(Beginning of Study material)
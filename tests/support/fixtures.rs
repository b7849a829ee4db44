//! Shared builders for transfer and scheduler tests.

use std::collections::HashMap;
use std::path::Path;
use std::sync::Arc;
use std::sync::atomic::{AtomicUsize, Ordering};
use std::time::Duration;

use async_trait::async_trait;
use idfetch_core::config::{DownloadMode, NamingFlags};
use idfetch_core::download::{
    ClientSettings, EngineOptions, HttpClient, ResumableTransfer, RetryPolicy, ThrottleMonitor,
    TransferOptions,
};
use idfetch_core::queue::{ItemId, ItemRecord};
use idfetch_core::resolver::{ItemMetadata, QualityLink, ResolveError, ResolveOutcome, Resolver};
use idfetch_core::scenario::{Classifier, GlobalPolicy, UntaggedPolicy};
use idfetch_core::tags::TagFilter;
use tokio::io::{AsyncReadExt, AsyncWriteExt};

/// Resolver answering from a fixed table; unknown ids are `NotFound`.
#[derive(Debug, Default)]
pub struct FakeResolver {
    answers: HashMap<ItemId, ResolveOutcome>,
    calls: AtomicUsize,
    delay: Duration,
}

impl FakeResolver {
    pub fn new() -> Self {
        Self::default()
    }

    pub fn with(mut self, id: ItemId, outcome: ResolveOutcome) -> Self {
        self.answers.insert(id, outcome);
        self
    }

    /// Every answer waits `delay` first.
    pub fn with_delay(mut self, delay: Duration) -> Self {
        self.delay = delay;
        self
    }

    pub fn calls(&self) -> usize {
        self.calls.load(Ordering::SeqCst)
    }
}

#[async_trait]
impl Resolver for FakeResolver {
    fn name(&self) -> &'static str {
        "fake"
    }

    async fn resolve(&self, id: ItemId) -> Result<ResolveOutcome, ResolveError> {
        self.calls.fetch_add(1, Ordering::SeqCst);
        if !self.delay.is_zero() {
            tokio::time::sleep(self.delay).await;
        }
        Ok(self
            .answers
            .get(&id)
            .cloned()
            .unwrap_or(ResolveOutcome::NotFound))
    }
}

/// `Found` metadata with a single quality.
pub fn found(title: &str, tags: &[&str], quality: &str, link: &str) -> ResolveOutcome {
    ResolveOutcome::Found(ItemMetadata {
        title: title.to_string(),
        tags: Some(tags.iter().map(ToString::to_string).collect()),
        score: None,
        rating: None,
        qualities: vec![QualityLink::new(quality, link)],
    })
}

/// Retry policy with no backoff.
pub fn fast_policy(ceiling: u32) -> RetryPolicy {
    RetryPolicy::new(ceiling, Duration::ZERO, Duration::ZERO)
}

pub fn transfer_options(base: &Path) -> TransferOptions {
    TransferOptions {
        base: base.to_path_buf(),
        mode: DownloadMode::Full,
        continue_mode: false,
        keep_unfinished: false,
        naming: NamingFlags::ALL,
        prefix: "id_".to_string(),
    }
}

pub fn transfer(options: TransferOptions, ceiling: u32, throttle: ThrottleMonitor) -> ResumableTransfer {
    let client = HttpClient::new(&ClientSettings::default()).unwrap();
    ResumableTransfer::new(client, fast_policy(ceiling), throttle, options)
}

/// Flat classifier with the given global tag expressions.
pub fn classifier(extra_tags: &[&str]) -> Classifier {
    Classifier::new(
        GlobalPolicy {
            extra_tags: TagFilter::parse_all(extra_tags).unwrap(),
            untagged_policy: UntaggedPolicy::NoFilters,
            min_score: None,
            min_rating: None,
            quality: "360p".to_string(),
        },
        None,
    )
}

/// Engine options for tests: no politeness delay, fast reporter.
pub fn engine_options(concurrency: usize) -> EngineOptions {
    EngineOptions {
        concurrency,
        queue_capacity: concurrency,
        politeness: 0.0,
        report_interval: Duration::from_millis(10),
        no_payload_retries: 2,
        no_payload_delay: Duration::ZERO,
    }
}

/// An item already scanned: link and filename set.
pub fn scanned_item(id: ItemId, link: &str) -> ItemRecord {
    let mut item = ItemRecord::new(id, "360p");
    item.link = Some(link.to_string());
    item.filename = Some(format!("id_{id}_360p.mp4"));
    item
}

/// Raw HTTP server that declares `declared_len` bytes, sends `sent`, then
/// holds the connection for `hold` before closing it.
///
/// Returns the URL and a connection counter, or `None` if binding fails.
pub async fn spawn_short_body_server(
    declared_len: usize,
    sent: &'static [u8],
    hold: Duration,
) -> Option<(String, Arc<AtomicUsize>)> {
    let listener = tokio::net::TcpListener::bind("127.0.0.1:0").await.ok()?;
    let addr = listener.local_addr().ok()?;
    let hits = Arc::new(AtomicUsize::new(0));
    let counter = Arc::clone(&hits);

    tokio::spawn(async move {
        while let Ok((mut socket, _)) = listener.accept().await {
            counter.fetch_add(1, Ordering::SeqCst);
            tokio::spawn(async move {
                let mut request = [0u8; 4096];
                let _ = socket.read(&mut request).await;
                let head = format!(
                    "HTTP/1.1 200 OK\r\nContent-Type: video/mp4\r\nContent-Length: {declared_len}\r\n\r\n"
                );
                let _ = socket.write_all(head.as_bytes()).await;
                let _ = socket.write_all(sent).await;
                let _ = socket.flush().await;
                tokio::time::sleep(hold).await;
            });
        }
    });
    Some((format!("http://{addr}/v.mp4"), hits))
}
(End of Study material)
(Beginning of Study material)
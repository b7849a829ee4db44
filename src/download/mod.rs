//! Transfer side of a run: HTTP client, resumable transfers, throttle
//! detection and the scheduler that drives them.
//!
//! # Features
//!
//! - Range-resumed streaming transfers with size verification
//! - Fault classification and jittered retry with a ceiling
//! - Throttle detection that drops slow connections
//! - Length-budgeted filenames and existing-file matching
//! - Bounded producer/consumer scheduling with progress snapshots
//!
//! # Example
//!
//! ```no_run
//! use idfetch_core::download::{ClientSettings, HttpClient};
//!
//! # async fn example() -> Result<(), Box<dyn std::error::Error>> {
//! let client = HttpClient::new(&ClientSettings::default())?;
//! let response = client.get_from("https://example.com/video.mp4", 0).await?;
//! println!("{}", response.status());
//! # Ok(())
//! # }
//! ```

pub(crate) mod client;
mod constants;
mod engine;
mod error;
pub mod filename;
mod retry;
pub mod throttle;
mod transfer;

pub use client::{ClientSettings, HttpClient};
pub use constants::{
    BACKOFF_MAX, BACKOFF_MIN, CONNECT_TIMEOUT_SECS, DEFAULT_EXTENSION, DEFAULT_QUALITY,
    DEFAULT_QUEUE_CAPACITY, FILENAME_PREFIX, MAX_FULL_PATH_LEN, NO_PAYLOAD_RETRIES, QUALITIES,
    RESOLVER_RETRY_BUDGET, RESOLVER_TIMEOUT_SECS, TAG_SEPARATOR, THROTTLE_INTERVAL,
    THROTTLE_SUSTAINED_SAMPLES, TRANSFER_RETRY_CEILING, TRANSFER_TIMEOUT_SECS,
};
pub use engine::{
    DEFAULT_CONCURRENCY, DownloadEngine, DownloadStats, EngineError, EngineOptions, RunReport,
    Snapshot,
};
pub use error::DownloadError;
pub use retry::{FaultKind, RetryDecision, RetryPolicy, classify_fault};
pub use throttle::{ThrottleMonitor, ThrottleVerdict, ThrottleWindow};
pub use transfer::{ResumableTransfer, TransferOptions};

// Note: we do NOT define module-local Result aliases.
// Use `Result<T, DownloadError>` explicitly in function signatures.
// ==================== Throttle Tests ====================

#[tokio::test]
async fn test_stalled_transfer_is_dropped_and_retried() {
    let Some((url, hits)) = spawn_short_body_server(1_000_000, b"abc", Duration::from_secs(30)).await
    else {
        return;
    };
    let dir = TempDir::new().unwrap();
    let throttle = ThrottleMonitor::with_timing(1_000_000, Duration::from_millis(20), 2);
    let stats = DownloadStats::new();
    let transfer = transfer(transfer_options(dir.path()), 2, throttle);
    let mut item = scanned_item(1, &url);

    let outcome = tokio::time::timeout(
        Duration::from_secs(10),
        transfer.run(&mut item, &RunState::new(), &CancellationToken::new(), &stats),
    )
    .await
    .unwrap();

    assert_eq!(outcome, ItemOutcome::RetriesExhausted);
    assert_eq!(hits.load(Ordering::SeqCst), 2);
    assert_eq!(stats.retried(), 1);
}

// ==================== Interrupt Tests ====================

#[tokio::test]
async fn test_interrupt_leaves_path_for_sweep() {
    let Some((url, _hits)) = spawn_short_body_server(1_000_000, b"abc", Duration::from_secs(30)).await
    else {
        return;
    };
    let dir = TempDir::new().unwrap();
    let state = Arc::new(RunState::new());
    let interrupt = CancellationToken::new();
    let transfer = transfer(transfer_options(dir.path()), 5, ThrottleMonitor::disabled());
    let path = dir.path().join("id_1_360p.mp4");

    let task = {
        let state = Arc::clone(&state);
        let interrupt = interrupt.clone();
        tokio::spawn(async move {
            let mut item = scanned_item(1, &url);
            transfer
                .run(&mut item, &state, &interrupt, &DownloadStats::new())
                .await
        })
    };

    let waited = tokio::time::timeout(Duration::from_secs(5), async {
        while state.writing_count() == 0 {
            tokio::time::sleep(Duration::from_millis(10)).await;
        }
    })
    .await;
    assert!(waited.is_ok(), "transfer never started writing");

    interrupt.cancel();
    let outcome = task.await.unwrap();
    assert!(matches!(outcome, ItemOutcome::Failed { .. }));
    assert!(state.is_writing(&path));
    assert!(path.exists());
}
(End of Study material)
▶ **The task**: Take the entries above and return only the lines from the one with "let Some((url, _hits))" to the one with "let interrupt = interrupt.clone();", both included, unchanged.

▶ **Written reply**:
    let Some((url, _hits)) = spawn_short_body_server(1_000_000, b"abc", Duration::from_secs(30)).await
    else {
        return;
    };
    let dir = TempDir::new().unwrap();
    let state = Arc::new(RunState::new());
    let interrupt = CancellationToken::new();
    let transfer = transfer(transfer_options(dir.path()), 5, ThrottleMonitor::disabled());
    let path = dir.path().join("id_1_360p.mp4");

    let task = {
        let state = Arc::clone(&state);
        let interrupt = interrupt.clone();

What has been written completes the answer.